═════ Excerpted data

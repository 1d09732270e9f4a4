//! Reference echo listener.
//!
//! A minimal server under test: plain WebSocket on `port`, WebSocket over
//! TLS on `port + 1`. Text and binary frames come back verbatim. A text
//! frame reading exactly `ping` is answered with a Ping frame instead.

use std::net::SocketAddr;
use std::sync::Arc;

use anyhow::{bail, Context, Result};
use futures::{SinkExt, StreamExt};
use tokio::io::{AsyncRead, AsyncWrite};
use tokio::net::{TcpListener, TcpStream};
use tokio::task::JoinHandle;
use tokio_rustls::TlsAcceptor;
use tokio_tungstenite::tungstenite::Message;
use tokio_util::sync::CancellationToken;
use tracing::{debug, error, info, warn};

use crate::transport::tls::build_server_config;
use crate::transport::TLS_PORT_OFFSET;

pub mod cert;

/// Attempts at finding an ephemeral port whose successor is also free.
const EPHEMERAL_BIND_ATTEMPTS: usize = 16;

/// Text frame that triggers a Ping instead of an echo.
pub const PING_COMMAND: &str = "ping";

/// Bound but not yet serving.
pub struct ReferenceListener {
    plain: TcpListener,
    tls: TcpListener,
    acceptor: TlsAcceptor,
}

impl ReferenceListener {
    /// Bind both ports. `port = 0` picks a free ephemeral pair.
    pub async fn bind(host: &str, port: u16) -> Result<Self> {
        let (plain, tls) = if port == 0 {
            bind_ephemeral_pair(host).await?
        } else {
            let tls_port = port
                .checked_add(TLS_PORT_OFFSET)
                .with_context(|| format!("port {} leaves no room for the TLS port", port))?;
            let plain = TcpListener::bind((host, port))
                .await
                .with_context(|| format!("failed to bind plain listener on {}:{}", host, port))?;
            let tls = TcpListener::bind((host, tls_port))
                .await
                .with_context(|| format!("failed to bind TLS listener on {}:{}", host, tls_port))?;
            (plain, tls)
        };

        let (cert_der, key_der) = cert::generate_self_signed_cert(&cert::subject_names(host))?;
        let tls_config = build_server_config(cert_der, key_der)?;

        Ok(Self {
            plain,
            tls,
            acceptor: TlsAcceptor::from(Arc::new(tls_config)),
        })
    }

    pub fn plain_addr(&self) -> Result<SocketAddr> {
        self.plain.local_addr().context("plain listener has no local address")
    }

    pub fn tls_addr(&self) -> Result<SocketAddr> {
        self.tls.local_addr().context("TLS listener has no local address")
    }

    /// Serve until `shutdown` fires.
    pub async fn run(self, shutdown: CancellationToken) -> Result<()> {
        let plain_addr = self.plain_addr()?;
        let tls_addr = self.tls_addr()?;
        info!(plain = %plain_addr, tls = %tls_addr, "reference listener up");

        let plain = tokio::spawn(accept_plain(self.plain, shutdown.clone()));
        let tls = tokio::spawn(accept_tls(self.tls, self.acceptor, shutdown.clone()));

        shutdown.cancelled().await;
        let _ = tokio::join!(plain, tls);
        info!("reference listener stopped");
        Ok(())
    }

    /// Serve on a background task.
    pub fn spawn(self) -> Result<ListenerHandle> {
        let plain_addr = self.plain_addr()?;
        let tls_addr = self.tls_addr()?;
        let token = CancellationToken::new();
        let task = tokio::spawn(self.run(token.clone()));
        Ok(ListenerHandle {
            plain_addr,
            tls_addr,
            token,
            task,
        })
    }
}

/// A listener running in the background.
pub struct ListenerHandle {
    pub plain_addr: SocketAddr,
    pub tls_addr: SocketAddr,
    token: CancellationToken,
    task: JoinHandle<Result<()>>,
}

impl ListenerHandle {
    /// Base port: what a harness run should be pointed at.
    pub fn port(&self) -> u16 {
        self.plain_addr.port()
    }

    pub async fn shutdown(self) -> Result<()> {
        self.token.cancel();
        self.task.await.context("listener task panicked")?
    }
}

async fn bind_ephemeral_pair(host: &str) -> Result<(TcpListener, TcpListener)> {
    for _ in 0..EPHEMERAL_BIND_ATTEMPTS {
        let plain = TcpListener::bind((host, 0))
            .await
            .with_context(|| format!("failed to bind ephemeral port on {}", host))?;
        let port = plain.local_addr()?.port();
        let Some(tls_port) = port.checked_add(TLS_PORT_OFFSET) else {
            continue;
        };
        match TcpListener::bind((host, tls_port)).await {
            Ok(tls) => return Ok((plain, tls)),
            Err(e) => debug!(port = tls_port, error = %e, "TLS port taken, retrying"),
        }
    }
    bail!(
        "no free port pair on {} after {} attempts",
        host,
        EPHEMERAL_BIND_ATTEMPTS
    )
}

// ---------------------------------------------------------------------------
// Accept loops
// ---------------------------------------------------------------------------

async fn accept_plain(listener: TcpListener, shutdown: CancellationToken) {
    loop {
        let (stream, peer) = tokio::select! {
            _ = shutdown.cancelled() => return,
            accepted = listener.accept() => match accepted {
                Ok(conn) => conn,
                Err(e) => {
                    error!(error = %e, "failed to accept TCP connection");
                    continue;
                }
            },
        };
        debug!(%peer, "accepted plain connection");
        tokio::spawn(serve(stream, peer, shutdown.clone()));
    }
}

async fn accept_tls(listener: TcpListener, acceptor: TlsAcceptor, shutdown: CancellationToken) {
    loop {
        let (stream, peer) = tokio::select! {
            _ = shutdown.cancelled() => return,
            accepted = listener.accept() => match accepted {
                Ok(conn) => conn,
                Err(e) => {
                    error!(error = %e, "failed to accept TCP connection");
                    continue;
                }
            },
        };
        debug!(%peer, "accepted TLS connection");

        let acceptor = acceptor.clone();
        let shutdown = shutdown.clone();
        tokio::spawn(async move {
            match accept_handshake(&acceptor, stream).await {
                Ok(tls_stream) => serve(tls_stream, peer, shutdown).await,
                Err(e) => warn!(%peer, error = %e, "TLS handshake failed"),
            }
        });
    }
}

async fn accept_handshake(
    acceptor: &TlsAcceptor,
    stream: TcpStream,
) -> std::io::Result<tokio_rustls::server::TlsStream<TcpStream>> {
    acceptor.accept(stream).await
}

/// Echo loop for one WebSocket session.
async fn serve<S>(stream: S, peer: SocketAddr, shutdown: CancellationToken)
where
    S: AsyncRead + AsyncWrite + Unpin,
{
    let mut ws = match tokio_tungstenite::accept_async(stream).await {
        Ok(ws) => ws,
        Err(e) => {
            warn!(%peer, error = %e, "WebSocket handshake failed");
            return;
        }
    };

    let mut frames = 0usize;
    loop {
        let msg = tokio::select! {
            _ = shutdown.cancelled() => break,
            msg = ws.next() => match msg {
                Some(Ok(msg)) => msg,
                Some(Err(e)) => {
                    debug!(%peer, error = %e, "read error, dropping session");
                    break;
                }
                None => break,
            },
        };

        let reply = match msg {
            Message::Text(text) if text.as_str() == PING_COMMAND => {
                Message::Ping(Default::default())
            }
            Message::Text(text) => Message::Text(text),
            Message::Binary(data) => Message::Binary(data),
            Message::Close(_) => break,
            // Ping/Pong are answered by tungstenite itself.
            _ => continue,
        };

        frames += 1;
        if let Err(e) = ws.send(reply).await {
            debug!(%peer, error = %e, "write error, dropping session");
            break;
        }
    }

    let _ = ws.close(None).await;
    debug!(%peer, frames, "session closed");
}
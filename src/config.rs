//! TOML configuration for the harness.
//!
//! Every section is optional; a missing key takes its compiled-in default.
//! The file is looked up via `WSREGRESS_CONFIG`, then `./wsregress.toml`.

use std::path::Path;
use std::time::Duration;

use anyhow::{Context, Result};
use serde::{Deserialize, Serialize};
use tracing::{debug, info, warn};

use crate::scenarios::{BurstSettings, ScenarioSettings};
use crate::sequencer::Registry;

pub const CONFIG_ENV_VAR: &str = "WSREGRESS_CONFIG";
pub const LOCAL_CONFIG_FILE: &str = "wsregress.toml";

// ---------------------------------------------------------------------------
// Top-level config
// ---------------------------------------------------------------------------

#[derive(Debug, Clone, Default, Serialize, Deserialize)]
pub struct HarnessConfig {
    #[serde(default)]
    pub target: TargetConfig,
    #[serde(default)]
    pub probe: ProbeConfig,
    #[serde(default)]
    pub burst: BurstConfig,
    #[serde(default)]
    pub suite: SuiteConfig,
    #[serde(default)]
    pub logging: LoggingConfig,
}

impl HarnessConfig {
    pub fn load(path: &Path) -> Result<Self> {
        let content = std::fs::read_to_string(path)
            .with_context(|| format!("failed to read config file: {}", path.display()))?;
        let config: Self = toml::from_str(&content)
            .with_context(|| format!("failed to parse config file: {}", path.display()))?;
        info!(path = %path.display(), "loaded harness configuration");
        Ok(config)
    }

    /// Try, in order: `$WSREGRESS_CONFIG`, `./wsregress.toml`, defaults.
    pub fn load_or_default() -> Self {
        if let Ok(env_path) = std::env::var(CONFIG_ENV_VAR) {
            let path = Path::new(&env_path);
            match Self::load(path) {
                Ok(cfg) => return cfg,
                Err(e) => {
                    warn!(
                        path = %path.display(),
                        error = %e,
                        "WSREGRESS_CONFIG set but file could not be loaded, trying fallback"
                    );
                }
            }
        }

        let local = Path::new(LOCAL_CONFIG_FILE);
        if local.exists() {
            match Self::load(local) {
                Ok(cfg) => return cfg,
                Err(e) => {
                    warn!(
                        path = %local.display(),
                        error = %e,
                        "local config file exists but could not be loaded, using defaults"
                    );
                }
            }
        }

        debug!("no config file found, using compiled-in defaults");
        Self::default()
    }

    pub fn scenario_settings(&self) -> ScenarioSettings {
        ScenarioSettings {
            connect_timeout: Duration::from_millis(self.probe.connect_timeout_ms),
            reply_timeout: self.probe.reply_timeout_ms.map(Duration::from_millis),
            burst: BurstSettings {
                messages: self.burst.messages,
                small_size: self.burst.small_size,
                large_size: self.burst.large_size,
                settle_window: Duration::from_millis(self.burst.settle_ms),
            },
        }
    }

    pub fn dispatch_delay(&self) -> Duration {
        Duration::from_millis(self.suite.dispatch_delay_ms)
    }

    /// Disable every test listed in `[suite] disabled`.
    pub fn apply_selection(&self, registry: &mut Registry) -> Result<()> {
        for name in &self.suite.disabled {
            registry
                .set_enabled(name, false)
                .with_context(|| format!("config disables unknown test '{}'", name))?;
        }
        Ok(())
    }
}

// ---------------------------------------------------------------------------
// Sections
// ---------------------------------------------------------------------------

/// The server under test. TLS tests use `port + 1`.
#[derive(Debug, Clone, Serialize, Deserialize)]
#[serde(default)]
pub struct TargetConfig {
    pub host: String,
    pub port: u16,
}

impl Default for TargetConfig {
    fn default() -> Self {
        Self {
            host: "127.0.0.1".to_string(),
            port: 44010,
        }
    }
}

#[derive(Debug, Clone, Serialize, Deserialize)]
#[serde(default)]
pub struct ProbeConfig {
    pub connect_timeout_ms: u64,
    /// Unset: wait for echoes indefinitely.
    pub reply_timeout_ms: Option<u64>,
}

impl Default for ProbeConfig {
    fn default() -> Self {
        Self {
            connect_timeout_ms: 3000,
            reply_timeout_ms: None,
        }
    }
}

#[derive(Debug, Clone, Serialize, Deserialize)]
#[serde(default)]
pub struct BurstConfig {
    pub messages: usize,
    pub small_size: usize,
    pub large_size: usize,
    pub settle_ms: u64,
}

impl Default for BurstConfig {
    fn default() -> Self {
        Self {
            messages: 500,
            small_size: 50,
            large_size: 50_000,
            settle_ms: 2000,
        }
    }
}

#[derive(Debug, Clone, Serialize, Deserialize)]
#[serde(default)]
pub struct SuiteConfig {
    /// Test names to skip.
    pub disabled: Vec<String>,
    pub dispatch_delay_ms: u64,
}

impl Default for SuiteConfig {
    fn default() -> Self {
        Self {
            disabled: Vec::new(),
            dispatch_delay_ms: 10,
        }
    }
}

#[derive(Debug, Clone, Serialize, Deserialize)]
#[serde(default)]
pub struct LoggingConfig {
    /// Minimum tracing level (`trace`, `debug`, `info`, `warn`, `error`).
    pub level: String,
    /// Emit diagnostics as JSON lines.
    pub json: bool,
}

impl Default for LoggingConfig {
    fn default() -> Self {
        Self {
            level: "info".to_string(),
            json: false,
        }
    }
}

// ---------------------------------------------------------------------------
// Tests
// ---------------------------------------------------------------------------

#[cfg(test)]
mod tests {
    use super::*;
    use crate::scenarios::default_suite;

    #[test]
    fn test_defaults_are_sane() {
        let cfg = HarnessConfig::default();

        assert_eq!(cfg.target.host, "127.0.0.1");
        assert_eq!(cfg.target.port, 44010);
        assert_eq!(cfg.probe.connect_timeout_ms, 3000);
        assert!(cfg.probe.reply_timeout_ms.is_none());
        assert_eq!(cfg.burst.messages, 500);
        assert_eq!(cfg.burst.small_size, 50);
        assert_eq!(cfg.burst.large_size, 50_000);
        assert_eq!(cfg.burst.settle_ms, 2000);
        assert!(cfg.suite.disabled.is_empty());
        assert_eq!(cfg.suite.dispatch_delay_ms, 10);
        assert_eq!(cfg.logging.level, "info");
        assert!(!cfg.logging.json);
    }

    #[test]
    fn test_parse_full_toml() {
        let toml_str = r#"
[target]
host = "ws.example.net"
port = 8080

[probe]
connect_timeout_ms = 1500
reply_timeout_ms = 10000

[burst]
messages = 100
small_size = 10
large_size = 1000
settle_ms = 250

[suite]
disabled = ["Websocket basic TLS connection test"]
dispatch_delay_ms = 0

[logging]
level = "debug"
json = true
"#;

        let cfg: HarnessConfig = toml::from_str(toml_str).unwrap();
        assert_eq!(cfg.target.host, "ws.example.net");
        assert_eq!(cfg.target.port, 8080);
        assert_eq!(cfg.probe.reply_timeout_ms, Some(10_000));
        assert_eq!(cfg.burst.settle_ms, 250);
        assert_eq!(cfg.suite.disabled.len(), 1);
        assert!(cfg.logging.json);

        let settings = cfg.scenario_settings();
        assert_eq!(settings.connect_timeout, Duration::from_millis(1500));
        assert_eq!(settings.reply_timeout, Some(Duration::from_secs(10)));
        assert_eq!(settings.burst.messages, 100);
        assert_eq!(settings.burst.settle_window, Duration::from_millis(250));
        assert_eq!(cfg.dispatch_delay(), Duration::ZERO);
    }

    #[test]
    fn test_partial_toml_uses_defaults() {
        let toml_str = r#"
[target]
port = 9000
"#;
        let cfg: HarnessConfig = toml::from_str(toml_str).unwrap();
        assert_eq!(cfg.target.port, 9000);
        assert_eq!(cfg.target.host, "127.0.0.1");
        assert_eq!(cfg.probe.connect_timeout_ms, 3000);
        assert_eq!(cfg.burst.messages, 500);
    }

    #[test]
    fn test_empty_toml_uses_all_defaults() {
        let cfg: HarnessConfig = toml::from_str("").unwrap();
        let defaults = HarnessConfig::default();
        assert_eq!(cfg.target.port, defaults.target.port);
        assert_eq!(cfg.burst.large_size, defaults.burst.large_size);
    }

    #[test]
    fn test_load_from_file() {
        let dir = tempfile::TempDir::new().unwrap();
        let path = dir.path().join("wsregress.toml");
        std::fs::write(
            &path,
            r#"
[target]
host = "10.0.0.5"
"#,
        )
        .unwrap();

        let cfg = HarnessConfig::load(&path).unwrap();
        assert_eq!(cfg.target.host, "10.0.0.5");
    }

    #[test]
    fn test_load_missing_file_errors() {
        assert!(HarnessConfig::load(Path::new("/nonexistent/path/wsregress.toml")).is_err());
    }

    #[test]
    fn test_load_malformed_file_errors() {
        let dir = tempfile::TempDir::new().unwrap();
        let path = dir.path().join("wsregress.toml");
        std::fs::write(&path, "[target\nport = ").unwrap();
        assert!(HarnessConfig::load(&path).is_err());
    }

    #[test]
    fn test_serialization_roundtrip() {
        let cfg = HarnessConfig::default();
        let toml_str = toml::to_string_pretty(&cfg).unwrap();
        let back: HarnessConfig = toml::from_str(&toml_str).unwrap();
        assert_eq!(cfg.target.port, back.target.port);
        assert_eq!(cfg.probe.reply_timeout_ms, back.probe.reply_timeout_ms);
    }

    #[test]
    fn test_apply_selection() {
        let mut cfg = HarnessConfig::default();
        cfg.suite.disabled = vec!["Websocket intensive data transfer test".to_string()];
        let mut registry = default_suite().unwrap();
        cfg.apply_selection(&mut registry).unwrap();
        assert_eq!(
            registry.is_enabled("Websocket intensive data transfer test"),
            Some(false)
        );

        cfg.suite.disabled = vec!["no such test".to_string()];
        assert!(cfg.apply_selection(&mut registry).is_err());
    }
}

══════════

* Goal of the exercise
Please show the lines in the entries above that hold the string "SuiteConfig".

* Solution for this problem
    pub suite: SuiteConfig,
pub struct SuiteConfig {
impl Default for SuiteConfig {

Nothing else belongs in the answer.